» What needs to be done
In the entries below, how many lines include "Comment"? Reply with the number and nothing more.

Records from a data source
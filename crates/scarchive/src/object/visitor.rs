// SPDX-License-Identifier: Apache-2.0 OR MIT
// Copyright (c) 2025-2026 naskel.com

use super::ObjectRef;

/// Order in which a subtree is visited.
#[derive(Debug, Clone, Copy, PartialEq, Eq, Default)]
pub enum TraversalMode {
    /// Parent before children.
    #[default]
    TopDown,
    /// Children before parent.
    BottomUp,
}

/// Callback interface for walking an object tree.
pub trait Visitor {
    fn mode(&self) -> TraversalMode {
        TraversalMode::TopDown
    }

    /// Handle one node. In top-down mode returning false skips the node's
    /// children; in bottom-up mode the result is ignored.
    fn visit(&mut self, object: &ObjectRef) -> bool;

    /// Called after all children of a top-down visited node were handled.
    fn finished(&mut self) {}
}

/// Drive `visitor` over `object` and its descendants.
///
/// The child list is snapshotted under a short read lock and released
/// before any callback runs.
pub(super) fn walk(object: &ObjectRef, visitor: &mut dyn Visitor) {
    match visitor.mode() {
        TraversalMode::TopDown => {
            if !visitor.visit(object) {
                return;
            }
            let children = object.read().children();
            for child in &children {
                walk(child, visitor);
            }
            visitor.finished();
        }
        TraversalMode::BottomUp => {
            let children = object.read().children();
            for child in &children {
                walk(child, visitor);
            }
            visitor.visit(object);
        }
    }
}

#[cfg(test)]
mod tests {
    use super::*;
    use crate::datamodel::{Arrival, Comment, Origin};
    use crate::object::ObjectRegistry;

    struct Recorder {
        mode: TraversalMode,
        seen: Vec<String>,
        finished: usize,
        prune: Option<&'static str>,
    }

    impl Recorder {
        fn new(mode: TraversalMode) -> Self {
            Self {
                mode,
                seen: Vec::new(),
                finished: 0,
                prune: None,
            }
        }
    }

    impl Visitor for Recorder {
        fn mode(&self) -> TraversalMode {
            self.mode
        }

        fn visit(&mut self, object: &ObjectRef) -> bool {
            self.seen.push(object.class_name().to_string());
            self.prune != Some(object.class_name())
        }

        fn finished(&mut self) {
            self.finished += 1;
        }
    }

    fn tree() -> (std::sync::Arc<ObjectRegistry>, ObjectRef) {
        let registry = ObjectRegistry::new();
        let origin = Origin::create_with_id(&registry, "o").expect("origin");
        {
            let mut guard = origin.write();
            assert!(guard.add_comment(Comment::with_id(&registry, "c", "t")));
            assert!(guard.add_arrival(Arrival::with_pick(&registry, "p1", "P")));
        }
        (registry, ObjectRef::new(origin))
    }

    #[test]
    fn test_top_down_order() {
        let (_registry, root) = tree();
        let mut recorder = Recorder::new(TraversalMode::TopDown);
        root.accept(&mut recorder);
        assert_eq!(recorder.seen, ["Origin", "Comment", "Arrival"]);
        assert_eq!(recorder.finished, 3);
    }

    #[test]
    fn test_bottom_up_order() {
        let (_registry, root) = tree();
        let mut recorder = Recorder::new(TraversalMode::BottomUp);
        root.accept(&mut recorder);
        assert_eq!(recorder.seen, ["Comment", "Arrival", "Origin"]);
        assert_eq!(recorder.finished, 0);
    }

    #[test]
    fn test_prune_skips_children() {
        let (_registry, root) = tree();
        let mut recorder = Recorder::new(TraversalMode::TopDown);
        recorder.prune = Some("Origin");
        root.accept(&mut recorder);
        assert_eq!(recorder.seen, ["Origin"]);
        assert_eq!(recorder.finished, 0);
    }
}
// SPDX-License-Identifier: Apache-2.0 OR MIT
// Copyright (c) 2025-2026 naskel.com

//! # scarchive - bidirectional object archives
//!
//! A serialization framework for graphs of domain objects: every class writes
//! a single `serialize` body against an abstract [`Archive`](archive::Archive),
//! and the same body reads and writes XML documents or relational rows.
//!
//! ## Quick Start
//!
//! ```rust,no_run
//! use scarchive::datamodel::{EventParameters, Pick};
//! use scarchive::object::{ObjectRef, ObjectRegistry};
//! use scarchive::xml::{XmlArchive, XmlArchiveConfig};
//!
//! fn main() -> Result<(), Box<dyn std::error::Error>> {
//!     let registry = ObjectRegistry::global();
//!     let ep = EventParameters::create(&registry).expect("event parameters");
//!     ep.write().add_pick(Pick::create(&registry).expect("pick"));
//!
//!     let mut ar = XmlArchive::new(XmlArchiveConfig::default());
//!     ar.create("catalog.xml")?;
//!     ar.write_object(&ObjectRef::new(ep));
//!     ar.close()?;
//!     Ok(())
//! }
//! ```
//!
//! ## Architecture
//!
//! ```text
//! +-----------------------------------------------------------------+
//! |  datamodel   Pick | Origin | Arrival | Comment | EventParameters |
//! +-----------------------------------------------------------------+
//! |  object      identity, ownership, registry, notifiers, visitors  |
//! +-----------------------------------------------------------------+
//! |  archive     traversal engine, hints, versions, validity         |
//! +-----------------------------------------------------------------+
//! |  meta        reflective properties and values                    |
//! |  factory     class names -> constructors, type checks            |
//! |  rtti        static type descriptors                             |
//! +-----------------------------------------------------------------+
//! |  backends    xml (this crate), database (scarchive-database)     |
//! +-----------------------------------------------------------------+
//! ```
//!
//! ## Modules Overview
//!
//! - [`archive`] - format-agnostic traversal (start here)
//! - [`object`] - object graph, ownership and change notification
//! - [`meta`] - property reflection
//! - [`xml`] - XML document backend
//! - [`datamodel`] - reference data model

/// Static type descriptors and inheritance checks.
pub mod rtti;
/// Class registry mapping names to constructors.
pub mod factory;
/// Reflective property descriptions and dynamic values.
pub mod meta;
/// Archive traversal engine and backend hooks.
pub mod archive;
/// Object identity, ownership, registry and notifiers.
pub mod object;
/// XML archive backend.
#[cfg(feature = "xml")]
pub mod xml;
/// Reference seismological data model.
pub mod datamodel;

/// Commonly used traits and types.
pub mod prelude {
    pub use crate::archive::{Archive, Hint, Version};
    pub use crate::meta::{EnumType, Value};
    pub use crate::object::{BaseObject, Class, Object, ObjectRef, ObjectRegistry, ObjectType};
}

» Output of the task
5